Las URL de inicio y fin de sesión las hemos recibido de los metadatos públicos de SSOCircle, así que las insertaremos aquí. La última parte de la configuración es cargar el certificado .pem que creamos anteriormente. Una vez configurados estos parámetros, podemos ignorar el resto y hacer clic en “guardar”.

Después de guardar la configuración, se te pedirá que continúes y tendrás que obtener los metadatos de tu conexión. Debería verse así:

<EntityDescriptor entityID='urn:auth0:{ACCOUNT_NAME}:{CONNECTION_NAME}' xmlns='urn:oasis:names:tc:SAML:2.0:metadata'>
  <SPSSODescriptor WantAssertionsSigned='true' protocolSupportEnumeration='urn:oasis:names:tc:SAML:2.0:protocol'>

    <SingleLogoutService Binding='urn:oasis:names:tc:SAML:2.0:bindings:HTTP-Redirect' Location='https://{ACCOUNT_NAME}.auth0.com/samlp/logout'/>
    <SingleLogoutService Binding='urn:oasis:names:tc:SAML:2.0:bindings:HTTP-POST' Location='https://{ACCOUNT_NAME}.auth0.com/samlp/logout'/>
    <NameIDFormat>urn:oasis:names:tc:SAML:1.1:nameid-format:emailAddress</NameIDFormat>
    <NameIDFormat>urn:oasis:names:tc:SAML:2.0:nameid-format:persistent</NameIDFormat>
    <NameIDFormat>urn:oasis:names:tc:SAML:2.0:nameid-format:transient</NameIDFormat>
    <AssertionConsumerService Binding='urn:oasis:names:tc:SAML:2.0:bindings:HTTP-POST' Location='https://{ACCOUNT_NAME}.auth0.com/login/callback?connection={CONNECTION_NAME}' index='0' isDefault='true'/>
  </SPSSODescriptor>
</EntityDescriptor>

Estos son tus metadatos de conexión y los utilizarás para registrar un nuevo Proveedor de servicios en SSOCircles.
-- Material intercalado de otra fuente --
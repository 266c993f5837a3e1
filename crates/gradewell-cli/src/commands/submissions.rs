//! The `gradewell submissions` command.

use anyhow::Result;
use comfy_table::{Cell, Table};

use crate::GlobalArgs;

pub fn execute(global: &GlobalArgs, student: Option<String>) -> Result<()> {
    let config = global.load_config()?;
    let portal = global.open_portal(&config)?;

    let submissions = match &student {
        Some(id) => portal.submissions_for(id),
        None => portal.submissions().iter().collect(),
    };

    if submissions.is_empty() {
        println!("No submissions yet.");
        return Ok(());
    }

    let mut table = Table::new();
    table.set_header(vec![
        "Submitted", "Student", "Activity", "Score", "Result", "Graded by",
    ]);
    for s in submissions {
        table.add_row(vec![
            Cell::new(s.submitted_at.format("%Y-%m-%d %H:%M")),
            Cell::new(&s.student_id),
            Cell::new(&s.activity_id),
            Cell::new(s.result.score),
            Cell::new(if s.passed() { "pass" } else { "retry" }),
            Cell::new(s.result.graded_by),
        ]);
    }
    println!("{table}");

    Ok(())
}
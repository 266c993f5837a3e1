//! Google Gemini (Generative Language API) provider implementation.

use std::time::Instant;

use async_trait::async_trait;
use serde::{Deserialize, Serialize};
use serde_json::{Map, Value};
use tracing::instrument;

use gradewell_core::traits::{
    GenerateRequest, GenerateResponse, LlmProvider, ModelInfo, TokenUsage,
};

use crate::error::ProviderError;
use crate::http::{build_client, check_status, parse_error, send_error};

const DEFAULT_BASE_URL: &str = "https://generativelanguage.googleapis.com";
const DEFAULT_TIMEOUT_SECS: u64 = 60;

/// Gemini `generateContent` provider.
pub struct GeminiProvider {
    api_key: String,
    base_url: String,
    timeout_secs: u64,
    client: reqwest::Client,
}

impl GeminiProvider {
    pub fn new(api_key: &str, base_url: Option<String>) -> anyhow::Result<Self> {
        Ok(Self {
            api_key: api_key.to_string(),
            base_url: base_url.unwrap_or_else(|| DEFAULT_BASE_URL.to_string()),
            timeout_secs: DEFAULT_TIMEOUT_SECS,
            client: build_client(DEFAULT_TIMEOUT_SECS)?,
        })
    }

    /// Replace the request timeout.
    pub fn with_timeout(mut self, timeout_secs: u64) -> anyhow::Result<Self> {
        self.client = build_client(timeout_secs)?;
        self.timeout_secs = timeout_secs;
        Ok(self)
    }
}

#[derive(Serialize)]
#[serde(rename_all = "camelCase")]
struct GeminiRequest {
    contents: Vec<GeminiContent>,
    #[serde(skip_serializing_if = "Option::is_none")]
    system_instruction: Option<GeminiContent>,
    generation_config: GeminiGenerationConfig,
}

#[derive(Serialize)]
struct GeminiContent {
    #[serde(skip_serializing_if = "Option::is_none")]
    role: Option<String>,
    parts: Vec<GeminiPart>,
}

#[derive(Serialize)]
struct GeminiPart {
    text: String,
}

#[derive(Serialize)]
#[serde(rename_all = "camelCase")]
struct GeminiGenerationConfig {
    temperature: f64,
    max_output_tokens: u32,
    #[serde(skip_serializing_if = "Option::is_none")]
    response_mime_type: Option<String>,
    #[serde(skip_serializing_if = "Option::is_none")]
    response_schema: Option<Value>,
}

#[derive(Deserialize)]
#[serde(rename_all = "camelCase")]
struct GeminiResponse {
    #[serde(default)]
    candidates: Vec<GeminiCandidate>,
    #[serde(default)]
    usage_metadata: GeminiUsage,
    #[serde(default)]
    model_version: Option<String>,
}

#[derive(Deserialize)]
#[serde(rename_all = "camelCase")]
struct GeminiCandidate {
    #[serde(default)]
    content: Option<GeminiCandidateContent>,
    #[serde(default)]
    finish_reason: Option<String>,
}

#[derive(Deserialize)]
struct GeminiCandidateContent {
    #[serde(default)]
    parts: Vec<GeminiCandidatePart>,
}

#[derive(Deserialize)]
struct GeminiCandidatePart {
    #[serde(default)]
    text: Option<String>,
}

#[derive(Deserialize, Default)]
#[serde(rename_all = "camelCase")]
struct GeminiUsage {
    #[serde(default)]
    prompt_token_count: u32,
    #[serde(default)]
    candidates_token_count: u32,
    #[serde(default)]
    total_token_count: u32,
}

/// Translate a JSON Schema into Gemini's OpenAPI-subset dialect: upper-case
/// type names, no `additionalProperties`.
pub fn to_gemini_schema(schema: &Value) -> Value {
    let Value::Object(map) = schema else {
        return schema.clone();
    };

    let mut out = Map::new();
    for (key, value) in map {
        match key.as_str() {
            "additionalProperties" => {}
            "type" => {
                let ty = value
                    .as_str()
                    .map(|t| Value::String(t.to_uppercase()))
                    .unwrap_or_else(|| value.clone());
                out.insert(key.clone(), ty);
            }
            "properties" => {
                let props = match value.as_object() {
                    Some(props) => Value::Object(
                        props
                            .iter()
                            .map(|(name, prop)| (name.clone(), to_gemini_schema(prop)))
                            .collect(),
                    ),
                    None => value.clone(),
                };
                out.insert(key.clone(), props);
            }
            "items" => {
                out.insert(key.clone(), to_gemini_schema(value));
            }
            _ => {
                out.insert(key.clone(), value.clone());
            }
        }
    }
    Value::Object(out)
}

#[async_trait]
impl LlmProvider for GeminiProvider {
    fn name(&self) -> &str {
        "gemini"
    }

    #[instrument(skip(self, request), fields(model = %request.model))]
    async fn generate(&self, request: &GenerateRequest) -> anyhow::Result<GenerateResponse> {
        let start = Instant::now();

        let body = GeminiRequest {
            contents: vec![GeminiContent {
                role: Some("user".to_string()),
                parts: vec![GeminiPart {
                    text: request.prompt.clone(),
                }],
            }],
            system_instruction: request.system_prompt.as_ref().map(|s| GeminiContent {
                role: None,
                parts: vec![GeminiPart { text: s.clone() }],
            }),
            generation_config: GeminiGenerationConfig {
                temperature: request.temperature,
                max_output_tokens: request.max_tokens,
                response_mime_type: request
                    .response_schema
                    .as_ref()
                    .map(|_| "application/json".to_string()),
                response_schema: request.response_schema.as_ref().map(to_gemini_schema),
            },
        };

        let response = self
            .client
            .post(format!(
                "{}/v1beta/models/{}:generateContent",
                self.base_url, request.model
            ))
            .header("x-goog-api-key", &self.api_key)
            .header("content-type", "application/json")
            .json(&body)
            .send()
            .await
            .map_err(|e| send_error(e, self.timeout_secs))?;

        let response = check_status(response, &request.model).await?;
        let api_response: GeminiResponse = response.json().await.map_err(parse_error)?;

        let latency_ms = start.elapsed().as_millis() as u64;
        let candidate = api_response
            .candidates
            .first()
            .ok_or_else(|| ProviderError::InvalidResponse("response has no candidates".into()))?;
        let content: String = candidate
            .content
            .as_ref()
            .map(|c| c.parts.iter().filter_map(|p| p.text.as_deref()).collect())
            .unwrap_or_default();
        if content.is_empty() {
            let reason = candidate.finish_reason.as_deref().unwrap_or("unknown");
            return Err(ProviderError::InvalidResponse(format!(
                "empty candidate (finish reason: {reason})"
            ))
            .into());
        }

        Ok(GenerateResponse {
            content,
            model: api_response
                .model_version
                .unwrap_or_else(|| request.model.clone()),
            token_usage: TokenUsage {
                prompt_tokens: api_response.usage_metadata.prompt_token_count,
                completion_tokens: api_response.usage_metadata.candidates_token_count,
                total_tokens: api_response.usage_metadata.total_token_count,
            },
            latency_ms,
        })
    }

    fn available_models(&self) -> Vec<ModelInfo> {
        vec![
            ModelInfo {
                id: "gemini-3-flash-preview".into(),
                name: "Gemini 3 Flash (preview)".into(),
                provider: "gemini".into(),
                max_context: 1_048_576,
            },
            ModelInfo {
                id: "gemini-2.5-flash".into(),
                name: "Gemini 2.5 Flash".into(),
                provider: "gemini".into(),
                max_context: 1_048_576,
            },
            ModelInfo {
                id: "gemini-2.5-pro".into(),
                name: "Gemini 2.5 Pro".into(),
                provider: "gemini".into(),
                max_context: 1_048_576,
            },
        ]
    }
}

#[cfg(test)]
mod tests {
    use super::*;
    use gradewell_core::prompt::grading_response_schema;
    use wiremock::matchers::{body_partial_json, header, method, path};
    use wiremock::{Mock, MockServer, ResponseTemplate};

    fn request() -> GenerateRequest {
        GenerateRequest {
            model: "gemini-3-flash-preview".into(),
            prompt: "Grade this".into(),
            system_prompt: None,
            response_schema: Some(grading_response_schema()),
            max_tokens: 1024,
            temperature: 0.0,
        }
    }

    #[test]
    fn schema_translation() {
        let schema = to_gemini_schema(&grading_response_schema());
        assert_eq!(schema["type"], "OBJECT");
        assert_eq!(schema["properties"]["score"]["type"], "NUMBER");
        assert_eq!(
            schema["properties"]["detailedResults"]["items"]["properties"]["isCorrect"]["type"],
            "BOOLEAN"
        );
        assert!(schema.get("additionalProperties").is_none());
        assert!(schema["properties"]["detailedResults"]["items"]
            .get("additionalProperties")
            .is_none());
        assert_eq!(schema["required"][0], "score");
    }

    #[tokio::test]
    async fn successful_generation() {
        let server = MockServer::start().await;

        let response_body = serde_json::json!({
            "candidates": [{
                "content": {"role": "model", "parts": [{"text": "{\"score\": 90}"}]},
                "finishReason": "STOP"
            }],
            "usageMetadata": {"promptTokenCount": 40, "candidatesTokenCount": 15, "totalTokenCount": 55},
            "modelVersion": "gemini-3-flash-preview"
        });

        Mock::given(method("POST"))
            .and(path("/v1beta/models/gemini-3-flash-preview:generateContent"))
            .and(header("x-goog-api-key", "test-key"))
            .and(body_partial_json(serde_json::json!({
                "generationConfig": {
                    "responseMimeType": "application/json",
                    "responseSchema": {"type": "OBJECT"}
                }
            })))
            .respond_with(ResponseTemplate::new(200).set_body_json(&response_body))
            .mount(&server)
            .await;

        let provider = GeminiProvider::new("test-key", Some(server.uri())).unwrap();
        let response = provider.generate(&request()).await.unwrap();
        assert_eq!(response.content, "{\"score\": 90}");
        assert_eq!(response.token_usage.total_tokens, 55);
        assert_eq!(response.model, "gemini-3-flash-preview");
    }

    #[tokio::test]
    async fn blocked_candidate_is_an_error() {
        let server = MockServer::start().await;

        Mock::given(method("POST"))
            .respond_with(ResponseTemplate::new(200).set_body_json(serde_json::json!({
                "candidates": [{"finishReason": "SAFETY"}]
            })))
            .mount(&server)
            .await;

        let provider = GeminiProvider::new("key", Some(server.uri())).unwrap();
        let err = provider.generate(&request()).await.unwrap_err();
        assert!(err.to_string().contains("SAFETY"), "got: {err}");
    }

    #[tokio::test]
    async fn error_statuses_map_to_provider_errors() {
        let server = MockServer::start().await;

        Mock::given(method("POST"))
            .respond_with(ResponseTemplate::new(403).set_body_string("API key not valid"))
            .mount(&server)
            .await;

        let provider = GeminiProvider::new("bad", Some(server.uri())).unwrap();
        let err = provider.generate(&request()).await.unwrap_err();
        assert!(matches!(
            err.downcast_ref::<ProviderError>(),
            Some(ProviderError::AuthenticationFailed(_))
        ));
    }

    #[tokio::test]
    async fn rate_limit_reads_retry_after() {
        let server = MockServer::start().await;

        Mock::given(method("POST"))
            .respond_with(ResponseTemplate::new(429).insert_header("retry-after", "7"))
            .mount(&server)
            .await;

        let provider = GeminiProvider::new("key", Some(server.uri())).unwrap();
        let err = provider.generate(&request()).await.unwrap_err();
        assert!(matches!(
            err.downcast_ref::<ProviderError>(),
            Some(ProviderError::RateLimited {
                retry_after_ms: 7000
            })
        ));
    }
}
Ve a SSOCircle y navega hasta la sección “Gestionar metadatos”. Una vez allí, haz clic en “Añadir nuevo proveedor de servicios”. Deberás introducir el nombre de dominio completo (FQDN), que en nuestro caso será auth0.com, seleccionar “Dirección de correo electrónico” en los atributos enviados en la sección de aserción y finalmente pegar los metadatos XML en el área de texto proporcionada. Haz clic en “Enviar” y el proveedor de servicios de Auth0 quedará registrado.
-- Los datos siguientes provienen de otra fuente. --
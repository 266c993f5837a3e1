//! The `gradewell init` command.

use std::path::Path;

use anyhow::Result;

pub fn execute() -> Result<()> {
    if Path::new("gradewell.toml").exists() {
        println!("gradewell.toml already exists, skipping.");
    } else {
        std::fs::write("gradewell.toml", SAMPLE_CONFIG)?;
        println!("Created gradewell.toml");
    }

    std::fs::create_dir_all("activities")?;
    let sample_path = Path::new("activities/sample.toml");
    if sample_path.exists() {
        println!("activities/sample.toml already exists, skipping.");
    } else {
        std::fs::write(sample_path, SAMPLE_ACTIVITY)?;
        println!("Created activities/sample.toml");
    }

    println!("\nNext steps:");
    println!("  1. Set GRADEWELL_GEMINI_KEY (or edit gradewell.toml)");
    println!("  2. Run: gradewell validate --activity activities/sample.toml");
    println!("  3. Run: gradewell publish --activity activities/sample.toml");

    Ok(())
}

const SAMPLE_CONFIG: &str = r#"# gradewell configuration

default_provider = "gemini"
default_model = "gemini-3-flash-preview"
default_temperature = 0.0
max_tokens = 2048
timeout_secs = 60
school_name = "English With Gab"
feedback_language = "Portuguese"
data_dir = "./gradewell-data"

[providers.gemini]
type = "gemini"
api_key = "${GEMINI_API_KEY}"

[providers.openai]
type = "openai"
api_key = "${OPENAI_API_KEY}"

[providers.ollama]
type = "ollama"
base_url = "http://localhost:11434"
"#;

const SAMPLE_ACTIVITY: &str = r#"[activity]
id = "act-sample"
title = "Past Simple Warm-up"
description = "Regular and irregular verbs in the past."
kind = "homework"
assigned_to = ["student-1", "student-2"]

[[questions]]
id = "q1"
prompt = "Choose the correct past form of 'go'."
options = ["goed", "went", "gone"]
correct_answer = "went"

[[questions]]
id = "q2"
kind = "text"
prompt = 'Put into the past: "I play football."'
correct_answer = "I played football."
"#;
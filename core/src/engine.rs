// aquabulk/core/src/engine.rs

//! The transaction engine: the only path that moves quantity out of the
//! inventory ledger and into the order log.
//!
//! Every purchase and checkout runs inside one unit of work. Reservations
//! take the listing's row lock, so concurrent buyers of the same listing are
//! serialized by lock acquisition and each sees the quantity left by the one
//! before. Nothing is visible to anyone until the unit commits, and any
//! failure rolls the whole unit back.

use crate::error::{MarketError, MarketResult};
use crate::inventory::{validate_quantity, InventoryLedger};
use crate::model::Order;
use crate::orders::OrderLedger;
use crate::store::{MarketStore, UnitOfWork};
use rust_decimal::Decimal;
use serde::Serialize;
use std::sync::Arc;
use tracing::{error, info, instrument, warn};
use uuid::Uuid;

/// Result of a successful checkout: one order per cart line, in cart order.
#[derive(Debug, Clone, Serialize)]
pub struct CheckoutReceipt {
  pub orders: Vec<Order>,
  pub total: Decimal,
}

#[derive(Clone)]
pub struct TransactionEngine {
  store: Arc<dyn MarketStore>,
  inventory: InventoryLedger,
  orders: OrderLedger,
}

impl TransactionEngine {
  pub fn new(store: Arc<dyn MarketStore>) -> Self {
    Self {
      inventory: InventoryLedger::new(Arc::clone(&store)),
      orders: OrderLedger::new(Arc::clone(&store)),
      store,
    }
  }

  /// Buys `quantity` units of one listing.
  ///
  /// Validation and the existence check run before any lock is taken. The
  /// order is returned only after the unit has committed.
  #[instrument(name = "TransactionEngine::purchase", skip(self), fields(%buyer_id, %product_id), err(Display))]
  pub async fn purchase(&self, buyer_id: Uuid, product_id: Uuid, quantity: i32) -> MarketResult<Order> {
    validate_quantity(quantity)?;
    if self.inventory.get(product_id).await?.is_none() {
      return Err(MarketError::NotFound(format!("Product {} not found.", product_id)));
    }

    let mut unit = self.begin("purchase").await?;
    let result: MarketResult<Order> = async {
      let reservation = self.inventory.reserve(unit.as_mut(), product_id, quantity).await?;
      self.orders.append(unit.as_mut(), reservation.into_order(buyer_id)).await
    }
    .await;

    let order = self.finish(unit, "purchase", result).await?;
    info!(order_id = %order.id, total = %order.total_price, "Purchase committed.");
    Ok(order)
  }

  /// Converts the whole cart into orders, or nothing at all.
  ///
  /// Cart lines are read inside the unit in product-id order, which is also
  /// the order listing locks are taken in, so two checkouts over overlapping
  /// products cannot deadlock. Only the lines that were read are removed.
  #[instrument(name = "TransactionEngine::checkout", skip(self), fields(%buyer_id), err(Display))]
  pub async fn checkout(&self, buyer_id: Uuid) -> MarketResult<CheckoutReceipt> {
    let mut unit = self.begin("checkout").await?;
    let result: MarketResult<Vec<Order>> = async {
      let lines = unit.lock_cart_lines(buyer_id).await?;
      if lines.is_empty() {
        return Err(MarketError::EmptyCart);
      }

      let mut orders = Vec::with_capacity(lines.len());
      for line in &lines {
        let reservation = self
          .inventory
          .reserve(unit.as_mut(), line.product_id, line.quantity)
          .await?;
        orders.push(self.orders.append(unit.as_mut(), reservation.into_order(buyer_id)).await?);
      }
      unit.remove_cart_lines(buyer_id, &lines).await?;
      Ok(orders)
    }
    .await;

    let orders = self.finish(unit, "checkout", result).await?;
    let total: Decimal = orders.iter().map(|o| o.total_price).sum();
    info!(orders = orders.len(), %total, "Checkout committed.");
    Ok(CheckoutReceipt { orders, total })
  }

  async fn begin(&self, operation: &'static str) -> MarketResult<Box<dyn UnitOfWork>> {
    self.store.begin().await.map_err(|e| transaction_failed(operation, e))
  }

  /// Commits on success. On failure rolls back explicitly; expected outcomes
  /// pass through, anything else becomes `TransactionFailed`.
  async fn finish<T>(
    &self,
    unit: Box<dyn UnitOfWork>,
    operation: &'static str,
    result: MarketResult<T>,
  ) -> MarketResult<T> {
    match result {
      Ok(value) => {
        unit.commit().await.map_err(|e| transaction_failed(operation, e))?;
        Ok(value)
      }
      Err(err) => {
        if let Err(rollback_err) = unit.rollback().await {
          warn!(operation, error = %rollback_err, "Rollback failed; the unit is discarded.");
        }
        if err.is_expected_outcome() {
          info!(operation, reason = %err, "Unit rolled back.");
          Err(err)
        } else {
          Err(transaction_failed(operation, err))
        }
      }
    }
  }
}

fn transaction_failed(operation: &'static str, err: MarketError) -> MarketError {
  error!(operation, error = %err, detail = ?err, "Transaction failed and was rolled back.");
  MarketError::TransactionFailed {
    operation,
    source: Box::new(err),
  }
}
// aquabulk/server/src/pipelines/query_pipeline.rs

//! Read-only views. They take no locks and pass straight through to the
//! ledgers once the capability check has run.

use crate::errors::AppError;
use crate::pipelines::common_steps::{self, AUTHORIZE};
use crate::pipelines::contexts::{MarketQuery, QueryCtxData, QueryResult};
use crate::state::AppState;
use aquabulk::{Flow, FlowContext, FlowRegistry, StepControl};
use std::sync::Arc;

pub fn register_query_pipeline(registry: &Arc<FlowRegistry<AppError>>, _app_state: &AppState) {
  let mut p = Flow::<QueryCtxData, AppError>::new(&[(AUTHORIZE, false, None), ("run_query", false, None)]);

  p.on_root(AUTHORIZE, common_steps::authorize_step::<QueryCtxData>);

  p.on_root("run_query", |ctx_data: FlowContext<QueryCtxData>| {
    Box::pin(async move {
      let (market, user_id, query) = {
        let guard = ctx_data.read();
        (guard.app_state.market.clone(), guard.principal.user_id, guard.query)
      };

      let result = match query {
        MarketQuery::Catalogue => QueryResult::Catalogue(market.inventory.list_available().await?),
        MarketQuery::BuyerCart => QueryResult::BuyerCart(market.cart.list(user_id).await?),
        MarketQuery::BuyerOrders => QueryResult::BuyerOrders(market.orders.list_for_buyer(user_id).await?),
        MarketQuery::SellerInventory => QueryResult::SellerInventory(market.inventory.list_for_seller(user_id).await?),
        MarketQuery::SellerOrders => QueryResult::SellerOrders {
          orders: market.orders.list_for_seller(user_id).await?,
          total_revenue: market.orders.total_revenue(user_id).await?,
        },
      };
      ctx_data.write().result = Some(result);
      Ok::<_, AppError>(StepControl::Continue)
    })
  });

  registry.register_flow(p);
}
// aquabulk/server/src/pipelines/cart_pipeline.rs
use crate::errors::AppError;
use crate::pipelines::common_steps::{self, AUTHORIZE};
use crate::pipelines::contexts::{AddToCartCtxData, ClearCartCtxData};
use crate::state::AppState;
use aquabulk::{Flow, FlowContext, FlowRegistry, StepControl};
use std::sync::Arc;

pub fn register_add_to_cart_pipeline(registry: &Arc<FlowRegistry<AppError>>, _app_state: &AppState) {
  let mut p = Flow::<AddToCartCtxData, AppError>::new(&[(AUTHORIZE, false, None), ("add_cart_line", false, None)]);

  p.on_root(AUTHORIZE, common_steps::authorize_step::<AddToCartCtxData>);

  p.on_root("add_cart_line", |ctx_data: FlowContext<AddToCartCtxData>| {
    Box::pin(async move {
      let (cart, buyer_id, product_id, quantity) = {
        let guard = ctx_data.read();
        (
          guard.app_state.market.cart.clone(),
          guard.principal.user_id,
          guard.product_id,
          guard.quantity,
        )
      };
      let line = cart.add(buyer_id, product_id, quantity).await?;
      ctx_data.write().updated_line = Some(line);
      Ok::<_, AppError>(StepControl::Continue)
    })
  });

  registry.register_flow(p);
}

pub fn register_clear_cart_pipeline(registry: &Arc<FlowRegistry<AppError>>, _app_state: &AppState) {
  let mut p = Flow::<ClearCartCtxData, AppError>::new(&[(AUTHORIZE, false, None), ("clear_cart", false, None)]);

  p.on_root(AUTHORIZE, common_steps::authorize_step::<ClearCartCtxData>);

  p.on_root("clear_cart", |ctx_data: FlowContext<ClearCartCtxData>| {
    Box::pin(async move {
      let (cart, buyer_id) = {
        let guard = ctx_data.read();
        (guard.app_state.market.cart.clone(), guard.principal.user_id)
      };
      let removed = cart.clear(buyer_id).await?;
      ctx_data.write().removed = removed;
      Ok::<_, AppError>(StepControl::Continue)
    })
  });

  registry.register_flow(p);
}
Para comprobar que la conexión fue exitosa, haz clic en el botón de gestión situado bajo la sección “Proveedor de identidades de SAMLP” y, a continuación, en “Intentar” (que es el icono de reproducción). Si todo ha ido bien, deberías ver una pantalla como la siguiente. ¡Ya está! Has integrado el Inicio de sesión único de SAML con Auth0 actuando como el Proveedor de servicios y SSOCircle actuando como el Proveedor de identidades. Para obtener una guía más detallada sobre la implementación de una federación de SAML, consulta los documentos.

Ya sea que estés construyendo una aplicación móvil que consume servicios de RESTful o una aplicación de SOAP empresarial, Auth0 te asiste cuando se trata de autenticación.

La autenticación de JWT es el pan de cada día de Auth0. Con una amplia biblioteca de autenticación, así como SDK para muchos lenguajes de programación y marcos de trabajo, puedes tener la autenticación en funcionamiento en cuestión de minutos. El soporte para más de 30 conexiones sociales, incluidos Facebook, Twitter y Google, así como la capacidad de utilizar una base de datos de usuarios existente, hace que el cambio a Auth0 sea pan comido.

Auth0 puede actuar como proveedor de servicios y como proveedor de identidades en una federación basada en SAML. Aplicaciones como Salesforce o Box pueden utilizar Auth0 como Proveedor de identidades para permitir a los usuarios iniciar sesión en dichos servicios a través de Auth0. En el caso de que Auth0 actúe como Proveedor de servicios, Auth0 enviará una solicitud de autorización a un Proveedor de identidades como SSOCircle, OneLogin o cualquier otro Proveedor de identidades compatible con SAML.